ヒートショックは急激な温度変化によって血圧が急激に上下したり、脈拍が急激に上がることでショック状態になることをいいます。
10℃以上の急激な温度変化はヒートショックの危険性が高まります。
ヒートショックの予防のためには、入浴時の温度変化に注意し、減塩で血圧を安定させたり、カリウムやミネラル麦茶で余分な塩分を排出することなどが大切になります。




■ヒートショックについて

ヒートショックとは、温度の急激な変化によって血圧が急激に上下したり、脈拍が急激に上がったりすることでショック状態になることをいいます。
私達の血圧は一定ではなく、温かいと血管が拡張して血圧が下がったり、寒いと血管が収縮して血圧が上がったりしています。
このような温度変化が短時間のうちに起こると心臓に必要以上の負担がかかり、心筋梗塞や脳出血などを引き起こして突然死を招くことがあります。
これがヒートショックです。

■10℃以上の急激な変化でヒートショックの危険性が高まる

温度が10℃以上急激に変化すると、血圧が急激に変化してヒートショックが起こりやすくなります。
中でも浴室は血圧が急激に変化しやすく、入浴時はヒートショックが起こる危険性が高まります。
冬のお風呂場は激しい温度変化が短時間のうちに起こることで、血圧が乱高下してヒートショックが起こりやすくなります。

■ヒートショックを起こしやすい時

●温かい場所から寒い脱衣所へ移動する時
10℃以上の温度差で血圧が急上昇してしまいます。

●衣服を脱いで寒い浴室に移動した時
身体から熱が奪われないように血管が収縮して血圧が急上昇してしまいます。

●入浴直後
水圧と熱いお湯で血圧が高くなりやすくなります。
このとき脳の血管が切れて脳出血が起こりやすくなります。

●入浴中
身体が温まると同時に血管が拡張して血圧が急激に低下します。
脳への血液が一気に減ることで失神や脳梗塞が起こりやすくなります。



■ヒートショックに注意すべき人

・高齢者
・高血圧・糖尿病・肥満のある人
・一度でも心筋梗塞や脳卒中を起こしたことがある人
・一番風呂に入ることが多い人
・熱いお風呂が好きな人
・お酒を飲んだ後にお風呂に入ることがある人

■ヒートショック予防法

●家の中の温度差を減らしてヒートショックを予防
ヒートショックを起こさないためには、家の中の温度差をなるべく少なくすることが大事になります。
廊下や脱衣所などの温度を温めておくとヒートショック予防につながります。
脱衣所にはヒーターなどを置いて温めておくと良いです。

●首を温めてヒートショックを予防
寒い場所に出る時には、首周りを温めておくと血圧が変動しにくくなります。
首には皮膚の直ぐ下に頸動脈(けいどうみゃく)という大きな動脈が通っています。
ここを温めることで急激な温度の変化を和らげ、血圧の変動を少なくしてくれます。
朝外へ出る場合は首周りを防寒するとヒートショックの予防につながります。
また足首にも太い血管が通っているので靴下を履くこともヒートショックの予防につながります。

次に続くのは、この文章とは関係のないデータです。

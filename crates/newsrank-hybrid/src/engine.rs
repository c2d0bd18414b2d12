use chrono::{DateTime, Utc};
use parking_lot::RwLock;
use std::cmp::Ordering;
use std::sync::Arc;

use newsrank_core::config::Config;
use newsrank_core::error::{Error, Result};
use newsrank_core::traits::{Embedder, EntityExtractor, Reranker};
use newsrank_core::types::{
    Article, EvaluationResult, Persona, RankedArticle, SearchFilters, SearchResult, TopicCount,
};
use newsrank_embed::RuleBasedProvider;
use newsrank_eval::MultiLayerEvaluator;
use newsrank_text::{ArticleIndex, Bm25Params, EntityRetriever, KeywordRetriever, Tokenizer};
use newsrank_vector::{semantic_channel, SemanticChannel};

use crate::boost::apply_persona_boosts;
use crate::filters::apply_filters;
use crate::fusion::{fuse, ChannelHits};
use crate::rerank::{rerank_channel, RerankChannel};
use crate::topics::trending_topics;

/// Drives corpus ranking and query answering over one shared index.
///
/// The index is rebuilt off-lock by [`RankingEngine::index_articles`] and
/// published with a pointer swap; queries work on the snapshot they started with.
pub struct RankingEngine {
    config: Arc<Config>,
    tokenizer: Tokenizer,
    keyword: KeywordRetriever,
    entity: EntityRetriever,
    semantic: Arc<dyn SemanticChannel>,
    rerank: Arc<dyn RerankChannel>,
    evaluator: MultiLayerEvaluator,
    index: RwLock<Option<Arc<ArticleIndex>>>,
}

pub struct RankingEngineBuilder {
    config: Arc<Config>,
    embedder: Option<Arc<dyn Embedder>>,
    extractor: Option<Arc<dyn EntityExtractor>>,
    reranker: Option<Arc<dyn Reranker>>,
}

impl RankingEngineBuilder {
    pub fn embedder(mut self, embedder: Arc<dyn Embedder>) -> Self {
        self.embedder = Some(embedder);
        self
    }

    pub fn entity_extractor(mut self, extractor: Arc<dyn EntityExtractor>) -> Self {
        self.extractor = Some(extractor);
        self
    }

    pub fn reranker(mut self, reranker: Arc<dyn Reranker>) -> Self {
        self.reranker = Some(reranker);
        self
    }

    /// Use the rule-based provider for both entities and embeddings.
    pub fn rule_based(self) -> Self {
        let provider = Arc::new(RuleBasedProvider::from_config(&self.config));
        self.embedder(provider.clone()).entity_extractor(provider)
    }

    pub fn build(self) -> Result<RankingEngine> {
        self.config.validate()?;
        let config = self.config;
        let extractor: Arc<dyn EntityExtractor> = match self.extractor {
            Some(extractor) => extractor,
            None => Arc::new(RuleBasedProvider::from_config(&config)),
        };
        let semantic = semantic_channel(&config, self.embedder);
        let rerank = rerank_channel(&config, self.reranker);
        tracing::debug!(semantic = semantic.is_active(), rerank = rerank.is_active(), "ranking engine channels");
        Ok(RankingEngine {
            tokenizer: Tokenizer::new(config.search.min_token_len),
            keyword: KeywordRetriever::new(Bm25Params::from(&config.search)),
            entity: EntityRetriever::new(extractor, config.search.entity_score),
            semantic,
            rerank,
            evaluator: MultiLayerEvaluator::new(Arc::clone(&config)),
            index: RwLock::new(None),
            config,
        })
    }
}

impl RankingEngine {
    pub fn builder(config: Arc<Config>) -> RankingEngineBuilder {
        RankingEngineBuilder { config, embedder: None, extractor: None, reranker: None }
    }

    /// Keyword and rule-based entity channels only.
    pub fn new(config: Arc<Config>) -> Result<Self> { Self::builder(config).build() }

    pub fn config(&self) -> &Config { &self.config }

    pub fn evaluator(&self) -> &MultiLayerEvaluator { &self.evaluator }

    /// Build a new index and swap it in. On error the previous index stays.
    pub fn index_articles(&self, articles: Vec<Article>) -> Result<()> {
        let index = ArticleIndex::build(articles, self.tokenizer.clone())?;
        if let Err(e) = self.semantic.prepare(&index) {
            tracing::warn!(error = %e, "semantic warm-up failed; embeddings will be computed per query");
        }
        let (articles, terms) = (index.len(), index.term_count());
        *self.index.write() = Some(Arc::new(index));
        tracing::info!(articles, terms, "article index swapped in");
        Ok(())
    }

    pub fn is_indexed(&self) -> bool { self.index.read().is_some() }

    fn snapshot(&self) -> Result<Arc<ArticleIndex>> {
        self.index.read().as_ref().map(Arc::clone).ok_or(Error::IndexNotBuilt)
    }

    pub fn evaluate(&self, article: &Article, persona: &str) -> Result<EvaluationResult> {
        self.evaluator.evaluate(article, persona)
    }

    /// Evaluate and store the result in the article's evaluation map.
    pub fn evaluate_cached(&self, article: &mut Article, persona: &str) -> Result<EvaluationResult> {
        let result = self.evaluator.evaluate(article, persona)?;
        article.evaluation.insert(result.persona, result.clone());
        Ok(result)
    }

    pub fn rank_corpus(&self, articles: &[Article], persona: &str) -> Result<Vec<RankedArticle>> {
        self.rank_corpus_at(articles, persona, Utc::now())
    }

    /// Sorted by total score desc, then newest first (undated last), then id asc.
    pub fn rank_corpus_at(&self, articles: &[Article], persona: &str, now: DateTime<Utc>) -> Result<Vec<RankedArticle>> {
        let persona: Persona = persona.parse()?;
        let evaluations = self.evaluator.evaluate_many(articles, persona, now);
        let mut ranked: Vec<RankedArticle> = articles
            .iter()
            .zip(evaluations)
            .map(|(a, evaluation)| RankedArticle { article_id: a.id.clone(), published_date: a.published_date, evaluation })
            .collect();
        ranked.sort_by(|a, b| {
            b.evaluation
                .total_score
                .total_cmp(&a.evaluation.total_score)
                .then_with(|| match (a.published_date, b.published_date) {
                    (Some(da), Some(db)) => db.cmp(&da),
                    (Some(_), None) => Ordering::Less,
                    (None, Some(_)) => Ordering::Greater,
                    (None, None) => Ordering::Equal,
                })
                .then_with(|| a.article_id.cmp(&b.article_id))
        });
        tracing::info!(persona = %persona, articles = ranked.len(), "corpus ranked");
        Ok(ranked)
    }

    /// Retrieve, fuse, boost, filter, truncate to `search_top_k`, rerank,
    /// truncate to `rerank_top_k`.
    pub async fn search(&self, query: &str, filters: Option<&SearchFilters>, persona: Option<&str>) -> Result<Vec<SearchResult>> {
        let persona = persona.map(str::parse::<Persona>).transpose()?;
        self.validate_query(query)?;
        let index = self.snapshot()?;
        let results = self.run_search(&index, query, filters, persona, self.config.search.rerank_top_k).await;
        tracing::info!(query, results = results.len(), "search complete");
        Ok(results)
    }

    /// Articles similar to `article_id`, found by searching its title and
    /// main entities. The article itself is excluded. Bounded by `limit` and
    /// `search_top_k`, not by `rerank_top_k`.
    pub async fn get_related_articles(&self, article_id: &str, limit: usize) -> Result<Vec<SearchResult>> {
        let index = self.snapshot()?;
        let article = index.article(article_id).ok_or_else(|| Error::NotFound(format!("article '{article_id}'")))?;
        let query: Vec<&str> = std::iter::once(article.title.as_str())
            .chain(article.entities.companies.iter().map(String::as_str))
            .chain(article.entities.technologies.iter().map(String::as_str))
            .collect();
        let query = query.join(" ");
        if query.trim().is_empty() { return Ok(Vec::new()); }
        let mut results = self.run_search(&index, &query, None, None, limit.saturating_add(1)).await;
        results.retain(|r| r.article_id != article_id);
        results.truncate(limit);
        Ok(results)
    }

    pub fn get_trending_topics(&self, window_days: Option<u32>) -> Result<Vec<TopicCount>> {
        self.get_trending_topics_at(window_days, Utc::now())
    }

    pub fn get_trending_topics_at(&self, window_days: Option<u32>, now: DateTime<Utc>) -> Result<Vec<TopicCount>> {
        let index = self.snapshot()?;
        let window = window_days.unwrap_or(self.config.trends.window_days);
        Ok(trending_topics(index.articles(), window, now, self.config.trends.limit))
    }

    fn validate_query(&self, query: &str) -> Result<()> {
        if query.trim().is_empty() {
            return Err(Error::Validation("query must not be empty".into()));
        }
        let len = query.chars().count();
        if len > self.config.search.max_query_chars {
            return Err(Error::Validation(format!(
                "query is {len} characters, limit is {}",
                self.config.search.max_query_chars
            )));
        }
        Ok(())
    }

    async fn run_search(
        &self,
        index: &Arc<ArticleIndex>,
        query: &str,
        filters: Option<&SearchFilters>,
        persona: Option<Persona>,
        keep: usize,
    ) -> Vec<SearchResult> {
        let local = async {
            let keyword = self.keyword.search(index, query);
            let entity = self.entity.search(index, query).unwrap_or_else(|e| {
                tracing::warn!(error = %e, "entity channel unavailable; continuing without it");
                Vec::new()
            });
            (keyword, entity)
        };
        let ((keyword, entity), semantic) = futures::join!(local, self.semantic.search(Arc::clone(index), query));
        let semantic = semantic.unwrap_or_else(|e| {
            tracing::warn!(error = %e, "semantic channel unavailable; continuing without it");
            Vec::new()
        });
        tracing::debug!(keyword = keyword.len(), semantic = semantic.len(), entity = entity.len(), "channel hits");

        let mut results = fuse(ChannelHits { keyword, semantic, entity }, self.config.search.hybrid_weight);
        if let Some(persona) = persona {
            apply_persona_boosts(&mut results, index, persona, &self.config.boosts);
        }
        if let Some(filters) = filters {
            apply_filters(&mut results, index, filters, &self.config.sources);
        }
        results.truncate(self.config.search.search_top_k);

        let reranked = self.rerank.rerank(query, &results, index).await;
        let mut results = match reranked {
            Ok(reranked) => reranked,
            Err(e) => {
                tracing::warn!(error = %e, "rerank unavailable; keeping fused order");
                results
            }
        };
        results.truncate(keep);
        results
    }
}
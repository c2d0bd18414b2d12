use std::collections::{BTreeMap, BTreeSet};

use newsrank_core::types::{RelevanceType, SearchResult};

/// Per-channel result lists for one query.
#[derive(Debug, Clone, Default)]
pub struct ChannelHits {
    pub keyword: Vec<SearchResult>,
    pub semantic: Vec<SearchResult>,
    pub entity: Vec<SearchResult>,
}

/// Fusion weights, always summing to 1 over active channels (or all zero
/// when nothing is active).
#[derive(Debug, Clone, Copy, PartialEq)]
pub struct ChannelWeights {
    pub keyword: f64,
    pub semantic: f64,
    pub entity: f64,
}

impl ChannelWeights {
    /// Keyword gets `hybrid_weight`; the remainder is split evenly across the
    /// active non-keyword channels; inactive channels get 0. The result is
    /// renormalized over the active channels.
    pub fn for_active(hybrid_weight: f64, keyword: bool, semantic: bool, entity: bool) -> Self {
        let others = usize::from(semantic) + usize::from(entity);
        let share = if others == 0 { 0.0 } else { (1.0 - hybrid_weight) / others as f64 };
        let raw = Self {
            keyword: if keyword { hybrid_weight } else { 0.0 },
            semantic: if semantic { share } else { 0.0 },
            entity: if entity { share } else { 0.0 },
        };
        let sum = raw.sum();
        if sum > 0.0 {
            return Self { keyword: raw.keyword / sum, semantic: raw.semantic / sum, entity: raw.entity / sum };
        }
        // hybrid_weight 0 with only keyword active: equal split.
        let active = usize::from(keyword) + others;
        if active == 0 {
            return Self { keyword: 0.0, semantic: 0.0, entity: 0.0 };
        }
        let each = 1.0 / active as f64;
        Self {
            keyword: if keyword { each } else { 0.0 },
            semantic: if semantic { each } else { 0.0 },
            entity: if entity { each } else { 0.0 },
        }
    }

    pub fn sum(&self) -> f64 { self.keyword + self.semantic + self.entity }
}

#[derive(Default)]
struct Fused {
    score: f64,
    terms: BTreeSet<String>,
    explanations: Vec<String>,
    types: Vec<RelevanceType>,
}

/// Merge channel results into one list: weighted sum of channel scores per
/// article, union of matched terms, explanations in channel order. Sorted
/// by score desc, then article id asc.
pub fn fuse(hits: ChannelHits, hybrid_weight: f64) -> Vec<SearchResult> {
    let weights = ChannelWeights::for_active(
        hybrid_weight,
        !hits.keyword.is_empty(),
        !hits.semantic.is_empty(),
        !hits.entity.is_empty(),
    );
    let mut by_id: BTreeMap<String, Fused> = BTreeMap::new();
    let channels = [
        (hits.keyword, weights.keyword, RelevanceType::Keyword),
        (hits.semantic, weights.semantic, RelevanceType::Semantic),
        (hits.entity, weights.entity, RelevanceType::Entity),
    ];
    for (results, weight, kind) in channels {
        for r in dedupe(results) {
            let acc = by_id.entry(r.article_id).or_default();
            acc.score += weight * r.score.clamp(0.0, 1.0);
            acc.terms.extend(r.matched_terms);
            if !r.explanation.is_empty() { acc.explanations.push(r.explanation); }
            acc.types.push(kind);
        }
    }

    let mut fused: Vec<SearchResult> = by_id
        .into_iter()
        .map(|(article_id, acc)| SearchResult {
            article_id,
            score: acc.score.clamp(0.0, 1.0),
            relevance_type: match acc.types.as_slice() {
                [single] => *single,
                _ => RelevanceType::Combined,
            },
            matched_terms: acc.terms,
            explanation: acc.explanations.join("; "),
        })
        .collect();
    sort_results(&mut fused);
    fused
}

/// Keep the best-scoring result per article within one channel.
fn dedupe(results: Vec<SearchResult>) -> Vec<SearchResult> {
    let mut best: BTreeMap<String, SearchResult> = BTreeMap::new();
    for r in results {
        match best.get(&r.article_id) {
            Some(existing) if existing.score >= r.score => {}
            _ => { best.insert(r.article_id.clone(), r); }
        }
    }
    best.into_values().collect()
}

/// Score desc, then article id asc.
pub fn sort_results(results: &mut [SearchResult]) {
    results.sort_by(|a, b| b.score.total_cmp(&a.score).then_with(|| a.article_id.cmp(&b.article_id)));
}

#[cfg(test)]
mod tests {
    use super::*;

    #[test]
    fn default_weights_with_all_channels_active() {
        let w = ChannelWeights::for_active(0.7, true, true, true);
        assert!((w.keyword - 0.7).abs() < 1e-12);
        assert!((w.semantic - 0.15).abs() < 1e-12);
        assert!((w.entity - 0.15).abs() < 1e-12);
    }

    #[test]
    fn keyword_only_renormalizes_to_one() {
        let w = ChannelWeights::for_active(0.7, true, false, false);
        assert_eq!(w, ChannelWeights { keyword: 1.0, semantic: 0.0, entity: 0.0 });
    }

    #[test]
    fn degenerate_hybrid_weight_splits_evenly() {
        let w = ChannelWeights::for_active(0.0, true, false, false);
        assert_eq!(w.keyword, 1.0);
        let none = ChannelWeights::for_active(0.7, false, false, false);
        assert_eq!(none.sum(), 0.0);
    }
}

●浴室のおんどを上げ、お湯の温度を41℃以下にしてヒートショック予防
お風呂を温めておき、お湯の温度はあまり熱くならないようにすることによってヒートショックを予防することができます。
浴室にエアコンがない場合は、シャワーで鮎をためてその蒸気で室内を温めると良いです。
また床にマットを敷いておくと足元の冷たさを避けることができます。
お湯の温度を41℃以下にします。

■減塩でヒートショック予防

ヒートショックの予防には血圧を安定させておくことが大切です。
そのためにも減塩で高血圧を予防するこおtも大切です。
目標は1日10g以下にします。
高血圧の人は1日6g以下にするようにします。

●減塩方法
・味噌汁を薄めにする
・醤油はかけるのではなく、つけるようにする
・外食を減らす

■カリウムで塩分を排出しヒートショックを予防

カリウムには余分な塩分を排出する効果があります。
カリウムは主に野菜、イモ類、海草類に多く含まれています。

■ミネラル麦茶で塩分を排出しヒートショックを予防

ミネラル麦茶に含まれる様々なミネラルには、血圧を下げる効果や余分な塩分を排出する効果があります。
冬場にはホットのミネラル麦茶がオススメです。